__Your goal__:
Write out exactly the lines of the entries below from the one holding "for the *next*" to the one holding "let body_sid = read_u32(r)?;", inclusive, and leave out all other lines.

(Collected data)
----------------------------------------

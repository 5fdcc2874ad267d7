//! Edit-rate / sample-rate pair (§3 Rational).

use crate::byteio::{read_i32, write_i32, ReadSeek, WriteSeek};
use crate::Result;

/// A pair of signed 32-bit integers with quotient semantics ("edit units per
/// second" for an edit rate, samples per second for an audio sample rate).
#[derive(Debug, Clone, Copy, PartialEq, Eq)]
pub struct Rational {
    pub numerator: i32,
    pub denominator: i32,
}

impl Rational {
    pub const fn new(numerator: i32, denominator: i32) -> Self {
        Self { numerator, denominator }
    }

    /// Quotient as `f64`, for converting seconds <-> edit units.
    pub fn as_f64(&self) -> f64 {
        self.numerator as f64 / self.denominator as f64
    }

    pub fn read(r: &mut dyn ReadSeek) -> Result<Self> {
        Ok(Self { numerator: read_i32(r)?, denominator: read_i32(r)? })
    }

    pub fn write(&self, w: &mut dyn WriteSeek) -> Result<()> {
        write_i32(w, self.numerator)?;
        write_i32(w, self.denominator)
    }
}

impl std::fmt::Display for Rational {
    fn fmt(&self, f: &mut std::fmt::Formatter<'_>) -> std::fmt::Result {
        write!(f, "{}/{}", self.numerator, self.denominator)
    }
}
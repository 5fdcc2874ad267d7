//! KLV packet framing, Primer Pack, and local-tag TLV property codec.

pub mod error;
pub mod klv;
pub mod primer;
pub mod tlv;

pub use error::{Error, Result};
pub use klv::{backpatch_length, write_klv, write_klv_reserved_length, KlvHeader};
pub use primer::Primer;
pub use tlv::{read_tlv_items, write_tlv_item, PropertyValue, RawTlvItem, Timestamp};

----------------------------------------

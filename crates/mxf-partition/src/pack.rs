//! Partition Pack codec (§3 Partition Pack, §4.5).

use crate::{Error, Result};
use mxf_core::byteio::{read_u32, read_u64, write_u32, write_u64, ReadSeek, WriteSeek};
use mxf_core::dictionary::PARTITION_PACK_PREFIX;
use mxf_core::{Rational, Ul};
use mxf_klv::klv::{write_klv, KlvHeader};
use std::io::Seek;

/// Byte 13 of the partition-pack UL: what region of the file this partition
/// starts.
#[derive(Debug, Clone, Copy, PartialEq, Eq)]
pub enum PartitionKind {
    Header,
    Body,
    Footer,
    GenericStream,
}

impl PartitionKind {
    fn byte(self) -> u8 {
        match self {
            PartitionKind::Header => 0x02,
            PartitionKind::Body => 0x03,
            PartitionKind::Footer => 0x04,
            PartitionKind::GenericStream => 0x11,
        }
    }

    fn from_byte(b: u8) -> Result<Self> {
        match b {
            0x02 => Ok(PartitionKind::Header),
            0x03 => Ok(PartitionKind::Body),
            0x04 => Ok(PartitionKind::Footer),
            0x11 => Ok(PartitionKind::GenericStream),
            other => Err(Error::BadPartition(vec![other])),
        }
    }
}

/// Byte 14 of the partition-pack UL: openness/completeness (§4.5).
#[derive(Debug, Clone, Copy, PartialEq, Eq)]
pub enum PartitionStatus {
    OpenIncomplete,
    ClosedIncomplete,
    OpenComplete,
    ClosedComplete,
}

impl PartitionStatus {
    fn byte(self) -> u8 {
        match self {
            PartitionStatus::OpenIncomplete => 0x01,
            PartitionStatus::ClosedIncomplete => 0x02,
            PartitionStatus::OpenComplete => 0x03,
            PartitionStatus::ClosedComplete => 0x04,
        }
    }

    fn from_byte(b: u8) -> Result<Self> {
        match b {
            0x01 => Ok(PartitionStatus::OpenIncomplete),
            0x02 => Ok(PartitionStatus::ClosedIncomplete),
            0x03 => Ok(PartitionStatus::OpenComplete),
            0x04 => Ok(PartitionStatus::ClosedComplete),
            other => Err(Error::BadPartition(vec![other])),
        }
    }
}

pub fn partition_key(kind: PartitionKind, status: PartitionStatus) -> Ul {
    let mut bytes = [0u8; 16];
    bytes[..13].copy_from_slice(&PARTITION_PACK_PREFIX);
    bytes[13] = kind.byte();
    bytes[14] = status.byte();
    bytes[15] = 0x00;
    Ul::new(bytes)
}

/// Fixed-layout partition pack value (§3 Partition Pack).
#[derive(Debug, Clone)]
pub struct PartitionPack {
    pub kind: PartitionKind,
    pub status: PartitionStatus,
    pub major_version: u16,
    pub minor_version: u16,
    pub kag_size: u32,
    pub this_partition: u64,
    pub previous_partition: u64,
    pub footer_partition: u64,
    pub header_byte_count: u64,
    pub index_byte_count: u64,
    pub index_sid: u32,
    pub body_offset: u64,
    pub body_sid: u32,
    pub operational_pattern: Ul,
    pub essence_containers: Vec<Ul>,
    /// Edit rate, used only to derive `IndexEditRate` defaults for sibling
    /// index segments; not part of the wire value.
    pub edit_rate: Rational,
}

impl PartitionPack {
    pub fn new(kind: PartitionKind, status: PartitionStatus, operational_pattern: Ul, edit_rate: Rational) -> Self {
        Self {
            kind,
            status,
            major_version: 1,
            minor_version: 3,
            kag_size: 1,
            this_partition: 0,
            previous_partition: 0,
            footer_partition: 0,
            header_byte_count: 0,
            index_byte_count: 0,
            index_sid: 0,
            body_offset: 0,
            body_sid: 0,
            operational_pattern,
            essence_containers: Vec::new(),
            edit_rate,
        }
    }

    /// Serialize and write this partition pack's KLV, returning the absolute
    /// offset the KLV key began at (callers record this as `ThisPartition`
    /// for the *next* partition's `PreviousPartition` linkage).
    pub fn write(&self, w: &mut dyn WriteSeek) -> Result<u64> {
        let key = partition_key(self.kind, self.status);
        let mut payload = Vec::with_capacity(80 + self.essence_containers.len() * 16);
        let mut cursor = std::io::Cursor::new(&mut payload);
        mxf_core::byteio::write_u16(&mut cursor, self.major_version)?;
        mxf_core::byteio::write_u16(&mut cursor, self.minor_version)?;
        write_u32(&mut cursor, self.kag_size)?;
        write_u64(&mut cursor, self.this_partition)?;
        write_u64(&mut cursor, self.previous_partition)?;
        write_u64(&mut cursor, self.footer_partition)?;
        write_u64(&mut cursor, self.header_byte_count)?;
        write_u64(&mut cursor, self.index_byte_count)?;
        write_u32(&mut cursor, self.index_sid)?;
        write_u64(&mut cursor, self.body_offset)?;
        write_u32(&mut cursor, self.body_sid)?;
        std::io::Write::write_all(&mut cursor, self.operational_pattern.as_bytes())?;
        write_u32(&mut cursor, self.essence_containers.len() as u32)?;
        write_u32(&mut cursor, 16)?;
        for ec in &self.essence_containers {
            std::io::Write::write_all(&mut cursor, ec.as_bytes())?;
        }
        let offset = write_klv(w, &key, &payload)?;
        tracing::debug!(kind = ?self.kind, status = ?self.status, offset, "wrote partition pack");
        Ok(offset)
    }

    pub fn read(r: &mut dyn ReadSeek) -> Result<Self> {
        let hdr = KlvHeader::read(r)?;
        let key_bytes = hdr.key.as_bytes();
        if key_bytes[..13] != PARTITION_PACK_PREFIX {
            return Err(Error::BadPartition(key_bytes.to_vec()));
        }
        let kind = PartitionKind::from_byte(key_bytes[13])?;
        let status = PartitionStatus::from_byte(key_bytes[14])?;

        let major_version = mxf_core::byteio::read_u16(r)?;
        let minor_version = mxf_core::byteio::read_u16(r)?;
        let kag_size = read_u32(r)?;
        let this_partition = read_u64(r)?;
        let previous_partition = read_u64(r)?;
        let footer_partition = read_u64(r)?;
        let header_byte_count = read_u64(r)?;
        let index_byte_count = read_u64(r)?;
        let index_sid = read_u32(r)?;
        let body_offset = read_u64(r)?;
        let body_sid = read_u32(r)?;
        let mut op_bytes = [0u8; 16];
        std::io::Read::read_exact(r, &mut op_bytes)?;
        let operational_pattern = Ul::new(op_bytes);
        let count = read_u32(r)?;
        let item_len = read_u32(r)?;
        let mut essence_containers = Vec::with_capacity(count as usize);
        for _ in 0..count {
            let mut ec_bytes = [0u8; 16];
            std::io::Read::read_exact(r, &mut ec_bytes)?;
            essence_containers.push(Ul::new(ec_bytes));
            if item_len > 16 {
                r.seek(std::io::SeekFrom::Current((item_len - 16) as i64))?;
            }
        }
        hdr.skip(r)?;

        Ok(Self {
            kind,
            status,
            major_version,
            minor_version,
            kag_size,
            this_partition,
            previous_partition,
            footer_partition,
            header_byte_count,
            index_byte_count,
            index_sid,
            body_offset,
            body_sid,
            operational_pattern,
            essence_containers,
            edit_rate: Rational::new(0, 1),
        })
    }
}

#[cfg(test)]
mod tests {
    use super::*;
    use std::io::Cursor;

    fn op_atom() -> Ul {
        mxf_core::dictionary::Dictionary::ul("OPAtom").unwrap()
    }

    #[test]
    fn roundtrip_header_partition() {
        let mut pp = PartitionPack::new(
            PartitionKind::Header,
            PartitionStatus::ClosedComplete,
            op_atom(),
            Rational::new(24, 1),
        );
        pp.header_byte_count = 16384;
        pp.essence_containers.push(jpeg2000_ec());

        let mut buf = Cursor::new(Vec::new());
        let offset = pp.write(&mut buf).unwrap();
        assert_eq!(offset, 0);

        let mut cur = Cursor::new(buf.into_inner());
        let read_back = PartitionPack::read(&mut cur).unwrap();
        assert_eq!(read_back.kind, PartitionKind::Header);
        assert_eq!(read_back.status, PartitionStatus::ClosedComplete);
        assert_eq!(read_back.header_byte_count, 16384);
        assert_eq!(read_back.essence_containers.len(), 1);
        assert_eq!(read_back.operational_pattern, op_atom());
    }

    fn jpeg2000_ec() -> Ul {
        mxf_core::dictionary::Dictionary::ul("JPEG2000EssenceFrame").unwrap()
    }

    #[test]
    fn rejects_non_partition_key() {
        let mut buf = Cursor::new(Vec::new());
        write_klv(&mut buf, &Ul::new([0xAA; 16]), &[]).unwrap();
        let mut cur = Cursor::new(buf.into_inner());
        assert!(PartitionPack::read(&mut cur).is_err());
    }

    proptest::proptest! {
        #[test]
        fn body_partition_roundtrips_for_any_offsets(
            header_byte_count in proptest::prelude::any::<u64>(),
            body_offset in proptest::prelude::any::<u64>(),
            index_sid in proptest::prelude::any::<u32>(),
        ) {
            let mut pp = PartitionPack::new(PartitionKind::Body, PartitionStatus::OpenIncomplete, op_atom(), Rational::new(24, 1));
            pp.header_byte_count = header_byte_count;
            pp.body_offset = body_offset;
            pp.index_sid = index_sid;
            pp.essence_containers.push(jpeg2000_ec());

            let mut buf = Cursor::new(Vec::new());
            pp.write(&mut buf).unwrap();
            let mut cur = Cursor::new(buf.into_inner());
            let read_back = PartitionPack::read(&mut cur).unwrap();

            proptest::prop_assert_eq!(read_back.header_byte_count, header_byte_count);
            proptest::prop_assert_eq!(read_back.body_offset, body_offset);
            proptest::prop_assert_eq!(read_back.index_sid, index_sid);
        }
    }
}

----------------------------------------

__Task answer__:
    /// for the *next* partition's `PreviousPartition` linkage).
    pub fn write(&self, w: &mut dyn WriteSeek) -> Result<u64> {
        let key = partition_key(self.kind, self.status);
        let mut payload = Vec::with_capacity(80 + self.essence_containers.len() * 16);
        let mut cursor = std::io::Cursor::new(&mut payload);
        mxf_core::byteio::write_u16(&mut cursor, self.major_version)?;
        mxf_core::byteio::write_u16(&mut cursor, self.minor_version)?;
        write_u32(&mut cursor, self.kag_size)?;
        write_u64(&mut cursor, self.this_partition)?;
        write_u64(&mut cursor, self.previous_partition)?;
        write_u64(&mut cursor, self.footer_partition)?;
        write_u64(&mut cursor, self.header_byte_count)?;
        write_u64(&mut cursor, self.index_byte_count)?;
        write_u32(&mut cursor, self.index_sid)?;
        write_u64(&mut cursor, self.body_offset)?;
        write_u32(&mut cursor, self.body_sid)?;
        std::io::Write::write_all(&mut cursor, self.operational_pattern.as_bytes())?;
        write_u32(&mut cursor, self.essence_containers.len() as u32)?;
        write_u32(&mut cursor, 16)?;
        for ec in &self.essence_containers {
            std::io::Write::write_all(&mut cursor, ec.as_bytes())?;
        }
        let offset = write_klv(w, &key, &payload)?;
        tracing::debug!(kind = ?self.kind, status = ?self.status, offset, "wrote partition pack");
        Ok(offset)
    }

    pub fn read(r: &mut dyn ReadSeek) -> Result<Self> {
        let hdr = KlvHeader::read(r)?;
        let key_bytes = hdr.key.as_bytes();
        if key_bytes[..13] != PARTITION_PACK_PREFIX {
            return Err(Error::BadPartition(key_bytes.to_vec()));
        }
        let kind = PartitionKind::from_byte(key_bytes[13])?;
        let status = PartitionStatus::from_byte(key_bytes[14])?;

        let major_version = mxf_core::byteio::read_u16(r)?;
        let minor_version = mxf_core::byteio::read_u16(r)?;
        let kag_size = read_u32(r)?;
        let this_partition = read_u64(r)?;
        let previous_partition = read_u64(r)?;
        let footer_partition = read_u64(r)?;
        let header_byte_count = read_u64(r)?;
        let index_byte_count = read_u64(r)?;
        let index_sid = read_u32(r)?;
        let body_offset = read_u64(r)?;
        let body_sid = read_u32(r)?;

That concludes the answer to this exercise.